impl Default for SpeedTestConfig {
    fn default() -> Self {
        Self {
            ping_urls: vec![
                "http://www.gstatic.com/generate_204".into(),
                "http://cp.cloudflare.com/generate_204".into(),
                "http://connectivitycheck.gstatic.com/generate_204".into(),
            ],
            download_urls: vec![
                "https://speed.cloudflare.com/__down?bytes=25000000".into(),
                "http://cachefly.cachefly.net/10mb.test".into(),
            ],
            upload_urls: vec![
                "https://speed.cloudflare.com/__up".into(),
                "http://httpbin.org/post".into(),
            ],
            ping_samples: 5,
            ping_attempts: 10,
            ping_timeout: Duration::from_secs(3),
            phase_duration: Duration::from_secs(8),
            tick_interval: Duration::from_millis(250),
            request_attempts: 32,
            upload_size: 2 * 1024 * 1024,
        }
    }
}

#[derive(Debug, Clone, Copy, PartialEq, Eq, Default)]
pub enum SpeedTestPhase {
    #[default]
    Idle,
    Ping,
    Download,
    Upload,
    Done,
    Error,
}

impl fmt::Display for SpeedTestPhase {
    fn fmt(&self, f: &mut fmt::Formatter<'_>) -> fmt::Result {
        let name = match self {
            SpeedTestPhase::Idle => "Idle",
            SpeedTestPhase::Ping => "Ping",
            SpeedTestPhase::Download => "Download",
            SpeedTestPhase::Upload => "Upload",
            SpeedTestPhase::Done => "Done",
            SpeedTestPhase::Error => "Error",
        };
        f.write_str(name)
    }
}

/// Live view of a run
#[derive(Debug, Clone, PartialEq, Default)]
pub struct SpeedTestState {
    pub phase: SpeedTestPhase,
    /// Bytes moved in the current transfer phase
    pub phase_bytes: u64,
    pub phase_elapsed: Duration,
    pub current_mbps: f64,
    pub peak_mbps: f64,
    pub ping_samples: u32,
    pub ping_total_ms: u64,
    pub ping_ms: Option<u64>,
    pub download_mbps: Option<f64>,
    pub upload_mbps: Option<f64>,
    pub via_proxy: bool,
    pub error: Option<String>,
}

#[derive(Debug, Clone, PartialEq, thiserror::Error)]
pub enum SpeedTestError {
    #[error("Speed test already running")]
    AlreadyRunning,

    #[error("No {0} endpoints configured")]
    NoEndpoints(SpeedTestPhase),

    #[error("No ping replies after {attempts} attempts")]
    NoPingSamples { attempts: u32 },

    #[error("{phase} transferred no data after {attempts} requests")]
    NoData { phase: SpeedTestPhase, attempts: u32 },

    #[error("Speed test cancelled")]
    Cancelled,
}

type Request<'a> = Pin<Box<dyn Future<Output = Result<u64, HttpError>> + Send + 'a>>;
type Progress<'a> = dyn FnMut(&SpeedTestState) + Send + 'a;

struct Shared {
    state: SpeedTestState,
    history: SpeedHistory,
    running: bool,
}

/// Resets a run that was dropped before finishing
struct RunGuard<'a> {
    shared: &'a Mutex<Shared>,
    finished: bool,
}

impl Drop for RunGuard<'_> {
    fn drop(&mut self) {
        if !self.finished {
            let mut shared = self.shared.lock().unwrap_or_else(|e| e.into_inner());
            shared.running = false;
            shared.state = SpeedTestState::default();
        }
    }
}

/// Phased throughput/latency tester with a bounded result history
#[derive(Clone)]
pub struct SpeedTestEngine {
    config: Arc<SpeedTestConfig>,
    shared: Arc<Mutex<Shared>>,
}

impl Default for SpeedTestEngine {
    fn default() -> Self {
        Self::new(SpeedTestConfig::default())
    }
}

impl SpeedTestEngine {
    pub fn new(config: SpeedTestConfig) -> Self {
        Self {
            config: Arc::new(config),
            shared: Arc::new(Mutex::new(Shared {
                state: SpeedTestState::default(),
                history: SpeedHistory::default(),
                running: false,
            })),
        }
    }

    fn lock(&self) -> MutexGuard<'_, Shared> {
        self.shared.lock().unwrap_or_else(|e| e.into_inner())
    }

    pub fn state(&self) -> SpeedTestState {
        self.lock().state.clone()
    }

    pub fn history(&self) -> Vec<HistoryEntry> {
        self.lock().history.iter().cloned().collect()
    }

    pub fn is_running(&self) -> bool {
        self.lock().running
    }

    fn update(&self, f: impl FnOnce(&mut SpeedTestState)) -> SpeedTestState {
        let mut shared = self.lock();
        f(&mut shared.state);
        shared.state.clone()
    }

    /// Run all three phases
    ///
    /// `on_progress` sees every state change. A successful run appends one
    /// history entry; a failed or cancelled run leaves the history untouched.
    pub async fn run<F>(
        &self,
        client: &dyn SpeedClient,
        cancel: &CancellationToken,
        mut on_progress: F,
    ) -> Result<SpeedTestResult, SpeedTestError>
    where
        F: FnMut(&SpeedTestState) + Send,
    {
        let via_proxy = client.via_proxy();
        {
            let mut shared = self.lock();
            if shared.running {
                return Err(SpeedTestError::AlreadyRunning);
            }
            shared.running = true;
            shared.state = SpeedTestState {
                via_proxy,
                ..Default::default()
            };
        }
        let mut guard = RunGuard {
            shared: &self.shared,
            finished: false,
        };

        info!(
            "Speed test started ({})",
            if via_proxy { "via proxy" } else { "direct" }
        );
        let outcome = self.run_phases(client, cancel, &mut on_progress).await;

        let snapshot = {
            let mut shared = self.lock();
            shared.running = false;
            match &outcome {
                Ok(result) => {
                    shared.state.phase = SpeedTestPhase::Done;
                    let entry = shared.history.push(*result);
                    info!("{}", entry.text);
                }
                Err(SpeedTestError::Cancelled) => {
                    info!("Speed test cancelled");
                    shared.state = SpeedTestState::default();
                }
                Err(e) => {
                    warn!("Speed test failed: {}", e);
                    shared.state.phase = SpeedTestPhase::Error;
                    shared.state.error = Some(e.to_string());
                }
            }
            shared.state.clone()
        };
        guard.finished = true;

        on_progress(&snapshot);
        outcome
    }

    async fn run_phases(
        &self,
        client: &dyn SpeedClient,
        cancel: &CancellationToken,
        on_progress: &mut Progress<'_>,
    ) -> Result<SpeedTestResult, SpeedTestError> {
        let ping_ms = self.ping_phase(client, cancel, on_progress).await?;
        let download_mbps = self
            .transfer_phase(SpeedTestPhase::Download, client, cancel, on_progress)
            .await?;
        let upload_mbps = self
            .transfer_phase(SpeedTestPhase::Upload, client, cancel, on_progress)
            .await?;

        Ok(SpeedTestResult {
            ping_ms,
            download_mbps,
            upload_mbps,
            via_proxy: client.via_proxy(),
        })
    }

    fn enter(&self, phase: SpeedTestPhase, on_progress: &mut Progress<'_>) {
        debug!("Speed test phase: {}", phase);
        let snapshot = self.update(|s| {
            s.phase = phase;
            s.phase_bytes = 0;
            s.phase_elapsed = Duration::ZERO;
            s.current_mbps = 0.0;
            s.peak_mbps = 0.0;
        });
        on_progress(&snapshot);
    }

    async fn ping_phase(
        &self,
        client: &dyn SpeedClient,
        cancel: &CancellationToken,
        on_progress: &mut Progress<'_>,
    ) -> Result<u64, SpeedTestError> {
        let urls = &self.config.ping_urls;
        if urls.is_empty() {
            return Err(SpeedTestError::NoEndpoints(SpeedTestPhase::Ping));
        }
        self.enter(SpeedTestPhase::Ping, on_progress);

        let mut attempts = 0u32;
        let mut samples = 0u32;
        let mut total_ms = 0u64;

        while samples < self.config.ping_samples && attempts < self.config.ping_attempts {
            let url = &urls[attempts as usize % urls.len()];
            attempts += 1;

            let outcome = tokio::select! {
                _ = cancel.cancelled() => return Err(SpeedTestError::Cancelled),
                r = tokio::time::timeout(self.config.ping_timeout, client.ping(url)) => r,
            };

            match outcome {
                Ok(Ok(rtt)) => {
                    samples += 1;
                    total_ms += rtt.as_millis() as u64;
                    let average = rounded_average(total_ms, samples);
                    let snapshot = self.update(|s| {
                        s.ping_samples = samples;
                        s.ping_total_ms = total_ms;
                        s.ping_ms = Some(average);
                    });
                    on_progress(&snapshot);
                }
                Ok(Err(e)) => debug!("Ping {} failed: {}", url, e),
                Err(_) => debug!("Ping {} timed out", url),
            }
        }

        if samples == 0 {
            return Err(SpeedTestError::NoPingSamples { attempts });
        }
        Ok(rounded_average(total_ms, samples))
    }

    async fn transfer_phase(
        &self,
        phase: SpeedTestPhase,
        client: &dyn SpeedClient,
        cancel: &CancellationToken,
        on_progress: &mut Progress<'_>,
    ) -> Result<f64, SpeedTestError> {
        let urls = match phase {
            SpeedTestPhase::Upload => &self.config.upload_urls,
            _ => &self.config.download_urls,
        };
        if urls.is_empty() {
            return Err(SpeedTestError::NoEndpoints(phase));
        }
        self.enter(phase, on_progress);

        let payload = match phase {
            SpeedTestPhase::Upload => Bytes::from(vec![0u8; self.config.upload_size]),
            _ => Bytes::new(),
        };
        let counter = Arc::new(AtomicU64::new(0));
        let tick = self.config.tick_interval;
        let start = Instant::now();
        let deadline = tokio::time::sleep_until(start + self.config.phase_duration);
        tokio::pin!(deadline);
        let mut ticker = tokio::time::interval_at(start + tick, tick);
        ticker.set_missed_tick_behavior(MissedTickBehavior::Delay);

        let mut attempts = 0u32;
        let mut request: Option<Request<'_>> = None;
        let mut last_bytes = 0u64;
        let mut last_tick = start;
        let mut peak = 0.0f64;

        enum Step {
            Cancelled,
            Deadline,
            Tick,
            Finished(Result<u64, HttpError>),
        }

        loop {
            if request.is_none() {
                if attempts >= self.config.request_attempts {
                    debug!("{} stopped after {} requests", phase, attempts);
                    break;
                }
                let url = &urls[attempts as usize % urls.len()];
                attempts += 1;
                request = Some(match phase {
                    SpeedTestPhase::Upload => client.upload(url, payload.clone(), counter.clone()),
                    _ => client.download(url, counter.clone()),
                });
            }

            let step = {
                let in_flight = async {
                    match request.as_mut() {
                        Some(fut) => fut.await,
                        None => std::future::pending().await,
                    }
                };
                tokio::select! {
                    _ = cancel.cancelled() => Step::Cancelled,
                    _ = &mut deadline => Step::Deadline,
                    _ = ticker.tick() => Step::Tick,
                    r = in_flight => Step::Finished(r),
                }
            };

            match step {
                // Dropping `request` on return aborts the transfer
                Step::Cancelled => return Err(SpeedTestError::Cancelled),
                Step::Deadline => break,
                Step::Tick => {
                    let now = Instant::now();
                    let bytes = counter.load(Ordering::Relaxed);
                    let current = mbps(bytes.saturating_sub(last_bytes), now - last_tick);
                    peak = peak.max(current);
                    last_bytes = bytes;
                    last_tick = now;
                    let snapshot = self.update(|s| {
                        s.phase_bytes = bytes;
                        s.phase_elapsed = now - start;
                        s.current_mbps = current;
                        s.peak_mbps = peak;
                    });
                    on_progress(&snapshot);
                }
                Step::Finished(result) => {
                    request = None;
                    if let Err(e) = result {
                        debug!("{} request failed: {}", phase, e);
                    }
                }
            }
        }
        drop(request);

        let total = counter.load(Ordering::Relaxed);
        if total == 0 {
            return Err(SpeedTestError::NoData { phase, attempts });
        }

        let average = mbps(total, start.elapsed());
        let result = peak.max(average);
        let snapshot = self.update(|s| {
            s.phase_bytes = total;
            s.peak_mbps = peak;
            match phase {
                SpeedTestPhase::Upload => s.upload_mbps = Some(result),
                _ => s.download_mbps = Some(result),
            }
        });
        on_progress(&snapshot);
        Ok(result)
    }
}
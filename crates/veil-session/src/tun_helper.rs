//! TUN helper client
//!
//! TUN mode needs privileges the session does not have. Before launching the
//! engine the orchestrator asks a privileged helper daemon to bring the
//! tunnel up for that engine and config, and asks it to take the tunnel down
//! again when the connection ends. The protocol is one JSON object per line
//! over loopback TCP:
//!
//! ```text
//! → {"token":"…","action":"start_tun","engine":"/usr/bin/xray","config":"/tmp/veil/config.json"}
//! ← {"ok":true}
//! ← {"ok":false,"error":"engine not found"}
//! ```
//!
//! Every request opens its own connection and is bounded by one timeout.

use serde::{Deserialize, Serialize};
use std::io;
use std::net::SocketAddr;
use std::path::Path;
use std::time::Duration;
use tokio::io::{AsyncBufReadExt, AsyncReadExt, AsyncWriteExt, BufReader};
use tokio::net::TcpStream;
use tracing::debug;

/// Bound on one helper round trip
pub const HELPER_TIMEOUT: Duration = Duration::from_secs(3);

/// Longest response line accepted
const MAX_RESPONSE_LINE: usize = 16 * 1024;

#[derive(Debug, Clone, Copy, PartialEq, Eq, Serialize, Deserialize)]
#[serde(rename_all = "snake_case")]
pub enum HelperAction {
    Ping,
    Shutdown,
    StartTun,
    StopTun,
}

#[derive(Debug, Serialize)]
struct HelperRequest<'a> {
    token: &'a str,
    action: HelperAction,
    #[serde(skip_serializing_if = "Option::is_none")]
    engine: Option<&'a str>,
    #[serde(skip_serializing_if = "Option::is_none")]
    config: Option<&'a str>,
}

#[derive(Debug, Clone, PartialEq, Eq, Deserialize)]
pub struct HelperResponse {
    pub ok: bool,
    #[serde(default)]
    pub error: Option<String>,
}

#[derive(Debug, thiserror::Error)]
pub enum HelperError {
    #[error("TUN helper unreachable: {0}")]
    Io(#[from] io::Error),

    #[error("TUN helper did not answer in time")]
    Timeout,

    #[error("TUN helper closed the connection")]
    Closed,

    #[error("Malformed TUN helper response: {0}")]
    Protocol(String),

    #[error("TUN helper refused {action:?}: {message}")]
    Refused { action: HelperAction, message: String },
}

/// Client side of the helper protocol
#[derive(Debug, Clone)]
pub struct TunHelperClient {
    addr: SocketAddr,
    token: String,
    timeout: Duration,
}

impl TunHelperClient {
    pub fn new(addr: SocketAddr, token: impl Into<String>) -> Self {
        Self {
            addr,
            token: token.into(),
            timeout: HELPER_TIMEOUT,
        }
    }

    pub fn with_timeout(mut self, timeout: Duration) -> Self {
        self.timeout = timeout;
        self
    }

    pub async fn ping(&self) -> Result<(), HelperError> {
        self.call(HelperAction::Ping, None, None).await
    }

    pub async fn start_tun(&self, engine: &Path, config: &Path) -> Result<(), HelperError> {
        let engine = engine.to_string_lossy();
        let config = config.to_string_lossy();
        self.call(HelperAction::StartTun, Some(engine.as_ref()), Some(config.as_ref()))
            .await
    }

    pub async fn stop_tun(&self) -> Result<(), HelperError> {
        self.call(HelperAction::StopTun, None, None).await
    }

    pub async fn shutdown(&self) -> Result<(), HelperError> {
        self.call(HelperAction::Shutdown, None, None).await
    }

    async fn call(
        &self,
        action: HelperAction,
        engine: Option<&str>,
        config: Option<&str>,
    ) -> Result<(), HelperError> {
        let request = HelperRequest {
            token: &self.token,
            action,
            engine,
            config,
        };
        let response = tokio::time::timeout(self.timeout, self.round_trip(&request))
            .await
            .map_err(|_| HelperError::Timeout)??;

        if response.ok {
            Ok(())
        } else {
            Err(HelperError::Refused {
                action,
                message: response.error.unwrap_or_else(|| "unknown error".to_string()),
            })
        }
    }

    async fn round_trip(&self, request: &HelperRequest<'_>) -> Result<HelperResponse, HelperError> {
        let mut line =
            serde_json::to_string(request).map_err(|e| HelperError::Protocol(e.to_string()))?;
        line.push('\n');

        let mut stream = TcpStream::connect(self.addr).await?;
        stream.write_all(line.as_bytes()).await?;
        debug!("TUN helper request: {:?}", request.action);

        let mut reader = BufReader::new(stream.take(MAX_RESPONSE_LINE as u64 + 1));
        let mut reply = String::new();
        let n = reader.read_line(&mut reply).await?;
        if n == 0 {
            return Err(HelperError::Closed);
        }
        if reply.len() > MAX_RESPONSE_LINE {
            return Err(HelperError::Protocol("response too long".into()));
        }
        serde_json::from_str(reply.trim()).map_err(|e| HelperError::Protocol(e.to_string()))
    }
}

#[cfg(test)]
mod tests {
    use super::*;
    use serde_json::Value;
    use tokio::net::TcpListener;

    /// Answer one request with `reply` and hand back what was received
    async fn fake_helper(reply: &'static str) -> (SocketAddr, tokio::task::JoinHandle<Value>) {
        let listener = TcpListener::bind("127.0.0.1:0").await.unwrap();
        let addr = listener.local_addr().unwrap();
        let task = tokio::spawn(async move {
            let (stream, _) = listener.accept().await.unwrap();
            let mut reader = BufReader::new(stream);
            let mut line = String::new();
            reader.read_line(&mut line).await.unwrap();
            reader.get_mut().write_all(reply.as_bytes()).await.unwrap();
            serde_json::from_str(&line).unwrap()
        });
        (addr, task)
    }

    #[tokio::test]
    async fn test_start_tun_request() {
        let (addr, helper) = fake_helper("{\"ok\":true}\n").await;
        let client = TunHelperClient::new(addr, "secret");

        client
            .start_tun(Path::new("/usr/bin/xray"), Path::new("/tmp/veil/config.json"))
            .await
            .unwrap();

        let request = helper.await.unwrap();
        assert_eq!(request["token"], "secret");
        assert_eq!(request["action"], "start_tun");
        assert_eq!(request["engine"], "/usr/bin/xray");
        assert_eq!(request["config"], "/tmp/veil/config.json");
    }

    #[tokio::test]
    async fn test_refusal_carries_message() {
        let (addr, helper) = fake_helper("{\"ok\":false,\"error\":\"bad token\"}\n").await;
        let err = TunHelperClient::new(addr, "wrong").stop_tun().await.unwrap_err();

        match err {
            HelperError::Refused { action, message } => {
                assert_eq!(action, HelperAction::StopTun);
                assert_eq!(message, "bad token");
            }
            other => panic!("unexpected error: {}", other),
        }
        let request = helper.await.unwrap();
        assert!(request.get("engine").is_none());
    }

    #[tokio::test]
    async fn test_silent_helper_times_out() {
        let listener = TcpListener::bind("127.0.0.1:0").await.unwrap();
        let addr = listener.local_addr().unwrap();
        let _hold = tokio::spawn(async move {
            let (_stream, _) = listener.accept().await.unwrap();
            tokio::time::sleep(Duration::from_secs(10)).await;
        });

        let err = TunHelperClient::new(addr, "t")
            .with_timeout(Duration::from_millis(200))
            .ping()
            .await
            .unwrap_err();
        assert!(matches!(err, HelperError::Timeout));
    }

    #[tokio::test]
    async fn test_oversized_response_rejected() {
        let listener = TcpListener::bind("127.0.0.1:0").await.unwrap();
        let addr = listener.local_addr().unwrap();
        let _helper = tokio::spawn(async move {
            let (mut stream, _) = listener.accept().await.unwrap();
            let flood = vec![b'a'; 4 * MAX_RESPONSE_LINE];
            let _ = stream.write_all(&flood).await;
            tokio::time::sleep(Duration::from_secs(10)).await;
        });

        let err = TunHelperClient::new(addr, "t").ping().await.unwrap_err();
        assert!(matches!(err, HelperError::Protocol(_)), "unexpected error: {}", err);
    }

    #[tokio::test]
    async fn test_unreachable_helper() {
        let addr = {
            let listener = TcpListener::bind("127.0.0.1:0").await.unwrap();
            listener.local_addr().unwrap()
        };
        let err = TunHelperClient::new(addr, "t").ping().await.unwrap_err();
        assert!(matches!(err, HelperError::Io(_)));
    }
}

■ ■ ■ ■ ■ ■ ■

What is required:
Would you retype exactly the lines above, from the line with "object per line" to the line with "use std::net::SocketAddr;", with both end lines kept and nothing more?

Written answer:
//! again when the connection ends. The protocol is one JSON object per line
//! over loopback TCP:
//!
//! ```text
//! → {"token":"…","action":"start_tun","engine":"/usr/bin/xray","config":"/tmp/veil/config.json"}
//! ← {"ok":true}
//! ← {"ok":false,"error":"engine not found"}
//! ```
//!
//! Every request opens its own connection and is bounded by one timeout.

use serde::{Deserialize, Serialize};
use std::io;
use std::net::SocketAddr;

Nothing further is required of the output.